Stored data entries
- - - - - - -

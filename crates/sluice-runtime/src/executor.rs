//! Node executor: readiness checks and single firings for one node.

use std::collections::BTreeMap;

use serde_json::Value;
use sluice_body::{Bindings, BodyRegistry};
use sluice_config::ValueType;
use sluice_store::ValueStore;
use sluice_workflow::{Endpoint, FlowPath, InputBinding, Node, NodeKind, Workflow};
use tracing::{debug, trace};

use crate::coerce::{check_output, coerce_input};
use crate::config::RuntimeConfig;
use crate::error::{NodeFault, RunError};
use crate::events::ExecutionNotifier;
use crate::scheduler::Scheduler;

/// Shared state of one run, handed down to nested workflow levels.
#[derive(Clone, Copy)]
pub(crate) struct RunContext<'a> {
  pub registry: &'a dyn BodyRegistry,
  pub config: &'a RuntimeConfig,
  pub notifier: &'a dyn ExecutionNotifier,
  pub run_id: &'a str,
}

/// Per-run firing state of one node.
pub(crate) struct NodeExecutor<'w> {
  node: &'w Node,
  endpoint: Endpoint,
  firings: u64,
  /// Inputs taken once and reused by later firings.
  latched: BTreeMap<String, Value>,
  /// Current values of the node's state variables.
  state: BTreeMap<String, Value>,
}

impl<'w> NodeExecutor<'w> {
  pub fn new(node: &'w Node) -> Self {
    Self {
      node,
      endpoint: Endpoint::node(&node.name),
      firings: 0,
      latched: BTreeMap::new(),
      state: node.state.clone(),
    }
  }

  pub fn node(&self) -> &'w Node {
    self.node
  }

  pub fn firings(&self) -> u64 {
    self.firings
  }

  fn below_limit(&self) -> bool {
    self.node.firing_limit.is_none_or(|limit| self.firings < limit)
  }

  /// Sequence nodes see the same upstream inputs on every element.
  fn latches(&self, input: &InputBinding) -> bool {
    input.receive_once || !self.node.sequences.is_empty()
  }

  fn available(&self, input: &InputBinding, store: &ValueStore) -> bool {
    self.latched.contains_key(&input.label) || self.fresh(input, store)
  }

  /// A value is waiting in the store and has not been latched.
  fn fresh(&self, input: &InputBinding, store: &ValueStore) -> bool {
    !self.latched.contains_key(&input.label) && store.peek_ready(&input.path, &self.endpoint)
  }

  /// Whether the inputs allow a firing.
  ///
  /// A node whose inputs are all optional fires first on defaults, then
  /// again only when some input delivers a fresh value.
  fn fed(&self, store: &ValueStore) -> bool {
    let mut required = self.node.required_inputs().peekable();
    if required.peek().is_some() {
      return required.all(|input| self.available(input, store));
    }

    self.node.inputs.is_empty()
      || self.firings == 0
      || self.node.inputs.iter().any(|input| self.fresh(input, store))
  }

  /// Whether the node may fire against the current store contents.
  pub fn can_fire(&self, store: &ValueStore) -> bool {
    self.below_limit()
      && self.fed(store)
      && !self
        .node
        .outputs
        .iter()
        .any(|output| store.holds_from(&output.path, &self.endpoint))
  }

  /// Required input paths still missing while some other input is already
  /// waiting.
  ///
  /// Empty unless the node is below its firing limit and partially fed.
  pub fn starved_inputs(&self, store: &ValueStore) -> Vec<&'w FlowPath> {
    if !self.below_limit() {
      return Vec::new();
    }

    let partially_fed = self.node.inputs.iter().any(|input| self.fresh(input, store));
    if !partially_fed {
      return Vec::new();
    }

    self
      .node
      .required_inputs()
      .filter(|input| !self.available(input, store))
      .map(|input| &input.path)
      .collect()
  }

  /// Fire once: take inputs, run the body, publish outputs.
  ///
  /// Returns the paths that were offered.
  pub fn fire(
    &mut self,
    store: &mut ValueStore,
    ctx: &RunContext<'_>,
  ) -> Result<Vec<&'w FlowPath>, RunError> {
    let node = self.node;
    let fault = |cause: NodeFault| RunError::NodeExecution {
      node: node.name.clone(),
      cause,
    };

    let mut bindings = Bindings::new();
    // One value per path per firing, even when bound to several labels.
    let mut taken: BTreeMap<&FlowPath, Value> = BTreeMap::new();
    for input in &node.inputs {
      let value = if let Some(value) = self.latched.get(&input.label) {
        value.clone()
      } else if input.optional
        && !taken.contains_key(&input.path)
        && !store.peek_ready(&input.path, &self.endpoint)
      {
        match &input.default {
          Some(value) => value.clone(),
          None => continue,
        }
      } else {
        let value = match taken.get(&input.path) {
          Some(value) => value.clone(),
          None => {
            let value = store.take(&input.path, &self.endpoint)?;
            taken.insert(&input.path, value.clone());
            value
          }
        };
        if self.latches(input) {
          self.latched.insert(input.label.clone(), value.clone());
        }
        value
      };

      let value = coerce_input(&input.label, value, node.declared_type(&input.label)).map_err(fault)?;
      bindings.insert(input.label.clone(), value);
    }

    let index = usize::try_from(self.firings).unwrap_or(usize::MAX);
    let locals = node
      .constants
      .clone()
      .into_iter()
      .chain(node.sequence_elements(index))
      .chain(self.state.clone());
    for (label, value) in locals {
      let value = coerce_input(&label, value, node.declared_type(&label)).map_err(fault)?;
      bindings.insert(label, value);
    }

    trace!(run_id = %ctx.run_id, node = %node.name, firing = self.firings + 1, "firing");

    let results = match &node.kind {
      NodeKind::Leaf { body } => {
        let body = ctx
          .registry
          .get(body)
          .ok_or_else(|| fault(NodeFault::UnknownBody(body.clone())))?;
        body.invoke(&bindings).map_err(|e| fault(NodeFault::Body(e)))?
      }
      NodeKind::Composite { workflow } => {
        run_composite(workflow, &bindings, ctx).map_err(|e| fault(NodeFault::Subworkflow(Box::new(e))))?
      }
    };

    let mut publish = Vec::with_capacity(node.outputs.len());
    for output in &node.outputs {
      let declared = node.declared_type(&output.label);
      match results.get(&output.label) {
        None | Some(Value::Null) if output.nullable => {
          debug!(node = %node.name, output = %output.label, "nullable output not produced");
        }
        None | Some(Value::Null) => {
          return Err(fault(NodeFault::MissingOutput {
            label: output.label.clone(),
          }));
        }
        Some(value) => {
          check_output(&output.label, value, declared).map_err(fault)?;
          let value_type = match declared {
            ValueType::Any => ValueType::of(value),
            declared => declared,
          };
          publish.push((&output.path, value.clone(), value_type));
        }
      }
    }

    let mut offered = Vec::with_capacity(publish.len());
    for (path, value, value_type) in publish {
      store.offer(path, value, value_type, self.endpoint.clone())?;
      offered.push(path);
    }

    for (label, current) in self.state.iter_mut() {
      if let Some(value) = results.get(label)
        && !value.is_null()
      {
        *current = value.clone();
      }
    }

    self.firings += 1;
    Ok(offered)
  }
}

/// Run a composite's nested workflow to quiescence in a private store.
fn run_composite(
  workflow: &Workflow,
  inputs: &Bindings,
  ctx: &RunContext<'_>,
) -> Result<Bindings, RunError> {
  let graph = workflow.graph();
  let mut store = ValueStore::new(graph.subscriptions().clone());

  for (key, path) in &workflow.inflows {
    if let Some(value) = inputs.get(key) {
      store.offer(path, value.clone(), ValueType::of(value), Endpoint::external(key))?;
    }
  }

  Scheduler::new(workflow, *ctx).run(&mut store)?;

  let mut outputs = Bindings::new();
  for (key, path) in &workflow.outflows {
    let consumer = Endpoint::external(key);
    if store.peek_ready(path, &consumer) {
      outputs.insert(key.clone(), store.take(path, &consumer)?);
    }
  }
  Ok(outputs)
}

- - - - - - -

All lines above holding the word "latches" make up the answer; copy each one.

  fn latches(&self, input: &InputBinding) -> bool {
        if self.latches(input) {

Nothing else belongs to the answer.